Most of the big $100 words Taylor uses in The Late Americans I’d have cut, as a book editor myself. They sound, to my ear, again, too MFA-y. In those moments Taylor, to me, sounds like he’s trying to sound like a writer versus simply being one. Yet when his sentences work they really work, and some of his lines and paragraphs are stunningly beautiful. Despite anything else, the man can clearly write. The Man has chops. Hard chops. Yet, as I said, some of the laconic, choppy sentences (sentence fragments) sound a little like Sally Rooney’s “TikTok writing.” ADHD-like, fast, two, three, four-word sentences. And that reads to me, sometimes, like writerly impatience, like too much jerkiness, too much stop and start; stop and start. But then again: Is the style not trying to represent The Millennial Mind?
"Fyodor left his mattress and pushed up a window. Outside, the air was dense and cold. Everything glinted. The snow was lumines-cent. The church bell tolled deep and resonant.
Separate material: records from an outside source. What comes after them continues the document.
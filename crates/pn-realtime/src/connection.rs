//! Live connection state and the session push boundary
//!
//! A `Session` is the transport-specific half of a connection (socket,
//! server-sent events, test fake). The service owns everything else:
//! identity, role membership and activity timestamps.

use std::sync::Arc;

use async_trait::async_trait;
use chrono::{DateTime, Utc};
use parking_lot::Mutex;
use thiserror::Error;
use tokio::time::Instant;

use pn_common::{Notification, Role};

/// Errors crossing the session boundary.
#[derive(Error, Debug)]
pub enum SessionError {
    #[error("Session transport failed: {0}")]
    Transport(String),

    #[error("Session is closed")]
    Closed,
}

/// Push boundary to a connected client.
///
/// Implementations must not retry or buffer internally; offline queueing is
/// the service's job.
#[async_trait]
pub trait Session: Send + Sync {
    /// Push one notification. `require_ack` asks the client to confirm
    /// receipt via `acknowledge`.
    async fn deliver(
        &self,
        notification: &Notification,
        require_ack: bool,
    ) -> std::result::Result<(), SessionError>;

    /// Liveness ping.
    async fn ping(&self) -> std::result::Result<(), SessionError>;
}

/// An authenticated connection.
pub struct Connection {
    pub user_id: String,
    pub role: Role,
    pub session: Arc<dyn Session>,
    pub connected_at: DateTime<Utc>,
    last_activity: Mutex<Instant>,
}

impl Connection {
    pub fn new(user_id: impl Into<String>, role: Role, session: Arc<dyn Session>) -> Self {
        Self {
            user_id: user_id.into(),
            role,
            session,
            connected_at: Utc::now(),
            last_activity: Mutex::new(Instant::now()),
        }
    }

    /// Mark client activity (delivery ack, inbound message, reconnect).
    pub fn touch(&self) {
        *self.last_activity.lock() = Instant::now();
    }

    /// Time since the last observed client activity.
    pub fn idle_for(&self) -> tokio::time::Duration {
        self.last_activity.lock().elapsed()
    }
}

impl std::fmt::Debug for Connection {
    fn fmt(&self, f: &mut std::fmt::Formatter<'_>) -> std::fmt::Result {
        f.debug_struct("Connection")
            .field("user_id", &self.user_id)
            .field("role", &self.role)
            .field("connected_at", &self.connected_at)
            .finish()
    }
}
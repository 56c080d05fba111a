//! PulseNotify Cache - tiered template cache
//!
//! Provides:
//! - `TemplateCache`: four LRU+TTL tiers (raw, compiled, rendered,
//!   metadata) with fragment/pattern/tag invalidation, warm-up, metrics
//!   and a health check

pub mod engine;
pub mod error;

pub use engine::{
    CacheConfig, CacheHealth, CacheMetrics, CacheOptions, CacheTier, TemplateCache, TierConfig,
    TierMetrics, WarmEntry,
};
pub use error::{CacheError, Result};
There was a conifer in the front yard, its branches heavy with snow. The sidewalks were slushy and gray. No one was out in the streets. It wasn't late, but the cold had kept everyone inside. Fyodor stretched until his bones popped, then sat back down on the mattress and took up the book he had been reading. But he found, every now and again, that his vision went hazy or blurry every couple of pages. He couldn't see the letters. He was crying." ~Brandon Taylor
People have called Ross Barken’s Glass Century something like brilliant. Ditto The Late Americans. I can’t say for sure yet. As I said, I’m only a little past halfway. The novel has massive endorsements from people like Oprah and hot writers like Alexander Chee and Emma Cline, as well as from The Guardian, Harper’s Bazaar, etc. The novel is published by Vintage, in imprint of Penguin-Random House. So he’s a traditionally published author. His other two novels have won and been short-listed for quite a few prestigious awards. He has degrees from two universities, one of which is the famous Iowa Writers’ Workshop. He claims on Substack to want to be the “best Millennial” writer in book publishing. (Like Barkan the dude has one heck of an ego, but so do I and so do most serious, driven writers.)
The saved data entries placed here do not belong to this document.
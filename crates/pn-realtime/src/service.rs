//! Realtime Connection & Broadcast Service
//!
//! Tracks authenticated connections keyed by recipient identity and role,
//! delivers immediately to online recipients, parks notifications for
//! offline recipients, sweeps stale connections on a heartbeat, and runs
//! batched role-wide and global broadcasts.

use std::collections::HashSet;
use std::sync::Arc;
use std::time::Duration;

use chrono::{DateTime, Utc};
use dashmap::DashMap;
use parking_lot::Mutex;
use serde::Serialize;
use tracing::{debug, info, warn};

use pn_common::{EventBus, Notification, PulseEvent, Role};

use crate::connection::{Connection, Session};
use crate::error::{RealtimeError, Result};
use crate::offline::OfflineQueue;

#[derive(Debug, Clone)]
pub struct RealtimeConfig {
    pub heartbeat_interval: Duration,
    /// A connection idle for longer than `stale_multiplier x
    /// heartbeat_interval` is force-closed.
    pub stale_multiplier: u32,
    pub offline_queue_cap: usize,
    pub offline_retention: chrono::Duration,
    pub broadcast_batch_size: usize,
    pub broadcast_batch_delay: Duration,
    pub cleanup_interval: Duration,
    pub tracking_retention: chrono::Duration,
}

impl Default for RealtimeConfig {
    fn default() -> Self {
        Self {
            heartbeat_interval: Duration::from_secs(30),
            stale_multiplier: 3,
            offline_queue_cap: 100,
            offline_retention: chrono::Duration::days(7),
            broadcast_batch_size: 50,
            broadcast_batch_delay: Duration::from_millis(100),
            cleanup_interval: Duration::from_secs(60),
            tracking_retention: chrono::Duration::hours(24),
        }
    }
}

/// Outcome of a single realtime send.
#[derive(Debug, Clone, PartialEq, Eq)]
pub enum SendOutcome {
    /// Pushed to a live session.
    Delivered,
    /// Recipient offline; parked in their queue.
    Queued { queue_len: usize },
    /// Recipient online but the session push failed.
    Failed { error: String },
}

/// Aggregate counts for a batched broadcast.
#[derive(Debug, Clone, Default, Serialize)]
#[serde(rename_all = "camelCase")]
pub struct BroadcastReport {
    pub online: usize,
    pub offline: usize,
    pub delivered: usize,
    pub failed: usize,
}

/// Per-recipient delivery tracking record.
#[derive(Debug, Clone)]
pub struct NotificationTrace {
    pub user_id: String,
    pub notification_id: String,
    pub delivered_at: DateTime<Utc>,
    pub acknowledged: bool,
    pub read: bool,
    pub updated_at: DateTime<Utc>,
}

fn trace_key(user_id: &str, notification_id: &str) -> String {
    format!("{}:{}", user_id, notification_id)
}

pub struct RealtimeService {
    config: RealtimeConfig,
    connections: DashMap<String, Arc<Connection>>,
    /// Connected identities grouped by role.
    roles: DashMap<Role, HashSet<String>>,
    /// Every identity the service has ever seen, with its role. Broadcast
    /// targets come from here so offline recipients still receive queued
    /// copies.
    directory: DashMap<String, Role>,
    offline: OfflineQueue,
    tracking: DashMap<String, NotificationTrace>,
    events: EventBus,
    task_handles: Mutex<Vec<tokio::task::JoinHandle<()>>>,
}

impl RealtimeService {
    pub fn new(config: RealtimeConfig, events: EventBus) -> Arc<Self> {
        let offline = OfflineQueue::new(config.offline_queue_cap, config.offline_retention);
        Arc::new(Self {
            config,
            connections: DashMap::new(),
            roles: DashMap::new(),
            directory: DashMap::new(),
            offline,
            tracking: DashMap::new(),
            events,
            task_handles: Mutex::new(Vec::new()),
        })
    }

    pub fn event_bus(&self) -> &EventBus {
        &self.events
    }

    /// Make an identity a known broadcast target without a live connection.
    pub fn register_recipient(&self, user_id: &str, role: Role) {
        self.directory.insert(user_id.to_string(), role);
    }

    /// Register an authenticated connection, join its role group and replay
    /// the recipient's offline queue in enqueue order. Returns the number of
    /// replayed notifications.
    pub async fn authenticate(
        &self,
        user_id: &str,
        role: Role,
        session: Arc<dyn Session>,
    ) -> usize {
        // A reconnect replaces any live session. The old connection leaves
        // its role group first so a role change cannot strand membership.
        self.remove_connection(user_id, "replaced by new session");

        let conn = Arc::new(Connection::new(user_id, role, session));
        self.directory.insert(user_id.to_string(), role);
        self.connections.insert(user_id.to_string(), Arc::clone(&conn));
        self.roles
            .entry(role)
            .or_default()
            .insert(user_id.to_string());

        info!(user_id = %user_id, role = %role, "User connected");
        self.events.publish(PulseEvent::UserConnected {
            user_id: user_id.to_string(),
            role,
        });

        // Offline replay: each queued entry is delivered exactly once and
        // the queue is already cleared by the drain.
        let pending = self.offline.drain(user_id);
        let mut replayed = 0usize;
        for notification in pending {
            let require_ack = notification.requires_ack();
            match conn.session.deliver(&notification, require_ack).await {
                Ok(()) => {
                    self.record_delivery(user_id, &notification);
                    replayed += 1;
                }
                Err(e) => {
                    warn!(
                        user_id = %user_id,
                        notification_id = %notification.id,
                        error = %e,
                        "Offline replay delivery failed, entry dropped"
                    );
                }
            }
        }

        if replayed > 0 {
            info!(user_id = %user_id, replayed = replayed, "Offline queue replayed");
        }
        replayed
    }

    /// Explicit close from the client or its transport.
    pub fn disconnect(&self, user_id: &str, reason: &str) -> Result<()> {
        if self.remove_connection(user_id, reason) {
            Ok(())
        } else {
            Err(RealtimeError::NotAuthenticated(user_id.to_string()))
        }
    }

    fn remove_connection(&self, user_id: &str, reason: &str) -> bool {
        let Some((_, conn)) = self.connections.remove(user_id) else {
            return false;
        };

        if let Some(mut members) = self.roles.get_mut(&conn.role) {
            members.remove(user_id);
        }

        info!(user_id = %user_id, reason = %reason, "User disconnected");
        self.events.publish(PulseEvent::UserDisconnected {
            user_id: user_id.to_string(),
            reason: reason.to_string(),
        });
        true
    }

    /// Deliver to an online recipient or park for an offline one.
    pub async fn send_to_recipient(
        &self,
        user_id: &str,
        notification: Notification,
    ) -> SendOutcome {
        let conn = self
            .connections
            .get(user_id)
            .map(|entry| Arc::clone(entry.value()));

        let Some(conn) = conn else {
            let queue_len = self.offline.enqueue(user_id, notification);
            debug!(user_id = %user_id, queue_len = queue_len, "Recipient offline, notification queued");
            return SendOutcome::Queued { queue_len };
        };

        let require_ack = notification.requires_ack();
        match conn.session.deliver(&notification, require_ack).await {
            Ok(()) => {
                conn.touch();
                self.record_delivery(user_id, &notification);
                SendOutcome::Delivered
            }
            Err(e) => {
                warn!(
                    user_id = %user_id,
                    notification_id = %notification.id,
                    error = %e,
                    "Session delivery failed"
                );
                SendOutcome::Failed {
                    error: e.to_string(),
                }
            }
        }
    }

    fn record_delivery(&self, user_id: &str, notification: &Notification) {
        let now = Utc::now();
        self.tracking.insert(
            trace_key(user_id, &notification.id),
            NotificationTrace {
                user_id: user_id.to_string(),
                notification_id: notification.id.clone(),
                delivered_at: now,
                acknowledged: false,
                read: false,
                updated_at: now,
            },
        );
    }

    /// Batched broadcast to every known recipient in a role group.
    pub async fn broadcast_to_role(&self, role: Role, notification: &Notification) -> BroadcastReport {
        let targets = self.targets(Some(role));
        self.broadcast(targets, notification).await
    }

    /// Batched broadcast to every known recipient.
    pub async fn broadcast_to_all(&self, notification: &Notification) -> BroadcastReport {
        let targets = self.targets(None);
        self.broadcast(targets, notification).await
    }

    fn targets(&self, role: Option<Role>) -> Vec<String> {
        let mut targets: Vec<String> = self
            .directory
            .iter()
            .filter(|entry| role.map_or(true, |r| *entry.value() == r))
            .map(|entry| entry.key().clone())
            .collect();
        // Stable batch composition across identical directory states.
        targets.sort();
        targets
    }

    async fn broadcast(&self, targets: Vec<String>, notification: &Notification) -> BroadcastReport {
        let mut report = BroadcastReport::default();

        for (batch_index, batch) in targets.chunks(self.config.broadcast_batch_size).enumerate() {
            if batch_index > 0 {
                tokio::time::sleep(self.config.broadcast_batch_delay).await;
            }

            for user_id in batch {
                match self.send_to_recipient(user_id, notification.clone()).await {
                    SendOutcome::Delivered => {
                        report.online += 1;
                        report.delivered += 1;
                    }
                    SendOutcome::Queued { .. } => {
                        report.offline += 1;
                    }
                    SendOutcome::Failed { .. } => {
                        report.online += 1;
                        report.failed += 1;
                    }
                }
            }
        }

        info!(
            total = targets.len(),
            online = report.online,
            offline = report.offline,
            delivered = report.delivered,
            failed = report.failed,
            "Broadcast complete"
        );
        report
    }

    /// Inbound acknowledgment or read receipt from a connected client.
    /// Updates the tracking record and publishes the event; never blocks a
    /// sender.
    pub fn acknowledge(&self, user_id: &str, notification_id: &str, read: bool) -> Result<()> {
        let conn = self
            .connections
            .get(user_id)
            .map(|entry| Arc::clone(entry.value()))
            .ok_or_else(|| RealtimeError::NotAuthenticated(user_id.to_string()))?;
        conn.touch();

        if let Some(mut trace) = self.tracking.get_mut(&trace_key(user_id, notification_id)) {
            trace.acknowledged = true;
            trace.read = read;
            trace.updated_at = Utc::now();
        }

        debug!(
            user_id = %user_id,
            notification_id = %notification_id,
            read = read,
            "Notification acknowledged"
        );
        self.events.publish(PulseEvent::NotificationAcknowledged {
            user_id: user_id.to_string(),
            notification_id: notification_id.to_string(),
            read,
        });
        Ok(())
    }

    pub fn get_tracking(&self, user_id: &str, notification_id: &str) -> Option<NotificationTrace> {
        self.tracking
            .get(&trace_key(user_id, notification_id))
            .map(|t| t.clone())
    }

    pub fn is_online(&self, user_id: &str) -> bool {
        self.connections.contains_key(user_id)
    }

    pub fn online_count(&self) -> usize {
        self.connections.len()
    }

    /// Connected identities in a role group.
    pub fn connected_by_role(&self, role: Role) -> Vec<String> {
        self.roles
            .get(&role)
            .map(|members| members.iter().cloned().collect())
            .unwrap_or_default()
    }

    pub fn offline_queue_len(&self, user_id: &str) -> usize {
        self.offline.len(user_id)
    }

    /// Ping live sessions and force-close connections idle past the stale
    /// threshold.
    async fn sweep_connections(&self) {
        let stale_after = self.config.heartbeat_interval * self.config.stale_multiplier;
        let connections: Vec<Arc<Connection>> = self
            .connections
            .iter()
            .map(|entry| Arc::clone(entry.value()))
            .collect();

        for conn in connections {
            if conn.idle_for() > stale_after {
                warn!(
                    user_id = %conn.user_id,
                    idle = ?conn.idle_for(),
                    "Connection stale, forcing close"
                );
                self.remove_connection(&conn.user_id, "stale heartbeat");
                continue;
            }

            if let Err(e) = conn.session.ping().await {
                warn!(user_id = %conn.user_id, error = %e, "Heartbeat ping failed, closing");
                self.remove_connection(&conn.user_id, "ping failed");
            }
        }
    }

    /// Purge expired offline entries and stale tracking records.
    fn cleanup_once(&self) {
        self.offline.purge_expired();

        let cutoff = Utc::now() - self.config.tracking_retention;
        let before = self.tracking.len();
        self.tracking.retain(|_, trace| trace.updated_at > cutoff);
        let removed = before.saturating_sub(self.tracking.len());
        if removed > 0 {
            debug!(removed = removed, "Purged stale tracking records");
        }
    }

    /// Start the heartbeat and cleanup tasks.
    pub fn start(self: &Arc<Self>) {
        let mut handles = self.task_handles.lock();
        if !handles.is_empty() {
            return;
        }

        let service = Arc::clone(self);
        handles.push(tokio::spawn(async move {
            let mut interval = tokio::time::interval(service.config.heartbeat_interval);
            interval.tick().await; // first tick fires immediately
            loop {
                interval.tick().await;
                service.sweep_connections().await;
            }
        }));

        let service = Arc::clone(self);
        handles.push(tokio::spawn(async move {
            let mut interval = tokio::time::interval(service.config.cleanup_interval);
            interval.tick().await;
            loop {
                interval.tick().await;
                service.cleanup_once();
            }
        }));

        info!("RealtimeService tasks started");
    }

    /// Stop background tasks. Connections stay registered.
    pub fn shutdown(&self) {
        let mut handles = self.task_handles.lock();
        for handle in handles.drain(..) {
            handle.abort();
        }
        info!("RealtimeService tasks stopped");
    }
}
So far, do I think the novel is “brilliant”? No. I think he’s got a lot of talent. I think he largely knows what he’s doing. And I haven’t read any of his other work. I like walking into something new, fresh and cold. I don’t know anything about Taylor’s personal politics or ideology. I didn’t want to taint my perspective. I wanted to come in totally from the outside.
There are sections of this novel that sing, hum and whir brilliantly like old-school Franzen or even maybe a little like Ta-Nehisi Coates or Michael Chabon. But there are other sections which, full to the brim with overt sexuality, cognitive and verbal dissonance, and dialogue, feels so incredibly myopic, navel-gazing, average, boring, typical and slow that I wanted to skip it all (but didn’t). And with no plot this is a hard sell. The novel could, I think, so far, have used some basic editing in select sections.
Yet he does do one thing extremely well: He understands how to write strong, potent action scenes. He’s good at delivering back-story and personal inner narrative while characters move from location A to location B, doing it without the process feeling purposeful or stilted. He knows, also, how to dissect and unpeel and unpack the profound nuances of emotion and interior emotional reaction between characters in a way that usually feels effective, and sometimes even feels close to masterful.
I know Taylor is renowned and considered one of the hottest writers around right now. I know he’s a Millennial like me. I know he teaches writing. I know he writes on Substack. I know he has three novels out.
He seems important somehow, but, at this point in the novel, I’m still not sure exactly in what way. But the novel initially did pull me right in, hooked me easily and made me want to keep reading. I have since faltered several times. But as of now I am going to keep plowing through. I plan to finish it and if I do I’ll probably do a full, more in-depth review. But if it keeps chuffing into the slow sections, the navel-gazing dialogue and average uninspiring moments of nothingness—just some young people in school and working sitting around being sexually needy, wondering what the fuck it all means—then I might stop reading. We’ll see. I’m trying to give the novel the benefit of the doubt so far.
One final comment. Though the characters feel generally more or less close to real to me (authentic), for some reason I still haven’t fully, truly, completely bought in to the characters. They somehow don’t feel fully fleshed-out to me, even after the back-story and the inner life we’ve been shown.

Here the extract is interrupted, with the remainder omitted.